Six months ago, Maoists, who say they fight for poor farmers, took control of Lalgarh, a four-hour drive from east India's biggest city of Kolkata. They drove away government staff, destroyed buildings and forced police to retreat.
It was a takeover seen across hundreds of rural districts across a "red corridor" in central and eastern India.
"It is not a question of patrolling anymore. It is a question of engaging them, arresting them and killing them if fired upon," Kuldiep Singh, a senior police official in West Bengal, said.
It will be a risky task. In Lalgarh, rebels are playing cat and mouse, firing at police camps in surprise attacks.
"The people are with us, we are not backing out and the government of India will learn a huge lesson if they continue their offensive," Koteshwar Rao, Maoist military commander, said in a rare telephone interview from an undisclosed location.
The Maoists started their armed struggle in West Bengal's Naxalbari town in 1967, and have expanded their support among villagers by tapping into resentment at the government's recent pro-industry push.

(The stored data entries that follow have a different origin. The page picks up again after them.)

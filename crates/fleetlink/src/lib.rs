//! # fleetlink
//!
//! The node side of the fleet protocol: a worker registers with a central
//! coordinator, keeps itself alive with heartbeats, and exchanges task
//! messages whose payloads travel as content-addressed chunks.
//!
//! ## Overview
//!
//! - **Session**: register, heartbeat, unregister ([`NodeSession`])
//! - **Exchange**: receive instructions, send replies ([`MessageExchange`])
//! - **Metadata**: look up runs and bundles
//! - **Scope**: run work and always tear down ([`FleetClient::run`])
//!
//! ## Usage
//!
//! ```rust,no_run
//! use fleetlink::{ClientConfig, FleetClient};
//!
//! async fn example() -> fleetlink::Result<()> {
//!     let client = FleetClient::connect(ClientConfig::new("https://coordinator:9095"))?;
//!
//!     client
//!         .run(|client| async move {
//!             client.create_node().await;
//!             while let Some(instruction) = client.receive().await {
//!                 let reply = instruction.reply(instruction.content.clone().unwrap_or_default());
//!                 client.send(&reply).await;
//!             }
//!             Ok(())
//!         })
//!         .await?;
//!     Ok(())
//! }
//! ```
//!
//! ## Re-exports
//!
//! - `fleetlink::core` - Object model (messages, records, ids)
//! - `fleetlink::sync` - Wire messages, transport trait, object sync

pub mod api;
pub mod client;
pub mod config;
pub mod error;
pub mod exchange;
pub mod heartbeat;
pub mod http;
pub mod retry;
pub mod session;

// Re-export component crates
pub use fleetlink_core as core;
pub use fleetlink_sync as sync;

// Re-export main types for convenience
pub use api::FleetApi;
pub use client::FleetClient;
pub use config::{ClientConfig, RootCertificates};
pub use error::{ClientError, Result};
pub use exchange::{MessageExchange, RemoteObjects};
pub use heartbeat::{HeartbeatProbe, HeartbeatSender, ProbeOutcome};
pub use http::HttpTransport;
pub use retry::{RetryConfig, RetryInvoker};
pub use session::{NodeProbe, NodeSession};

// Re-export commonly used core types
pub use fleetlink_core::{
    Array, ArrayRecord, Bundle, ConfigRecord, ConfigValue, Message, MessageError, Metadata,
    NodeId, ObjectId, RecordDict, Run, RunId,
};
pub use fleetlink_sync::{PushReport, SyncConfig, Transport};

The Maoist insurgency has spread to 20 of India's 29 states. While mainly confined to remote rural areas, it has hurt potential business worth billions of dollars in the mining industries in much of mineral-rich central and eastern India.
A partially constructed wall is all that remains of India's third largest steel producer's plans to build a $7-billion (4.2 billion pound) JSW Steel steel plant in Salboni, near Lalgarh.
"We are not far from the area, so we are very worried and closely watching the situation," Biswadip Gupta, chief executive officer of JSW Steel's West Bengal operations, said.
The Maoists attack railways and factories, hitting supplies of coal and iron ore exports. Steel projects in the state of Chhattisgarh by Tata Steel and Essar have been delayed.
In Lalgarh, police say they have arrested more than a 100 trained Maoists, but villagers say at least another hundred innocents have been detained, their huts destroyed.
"There is no development work in our area, while our women and children are being tortured by the police ... so we have decided to fight the police with bows and arrows," Sidhu Soren, a tribal leader of the Sidhu-Kanu People's Militia, said.
Experts say the Maoists always look for such opportunities.
"The Maoists are hoping the fence sitters will now move over to the Maoist mould," said Ashis Chakrabarti, senior political editor of the Telegraph newspaper.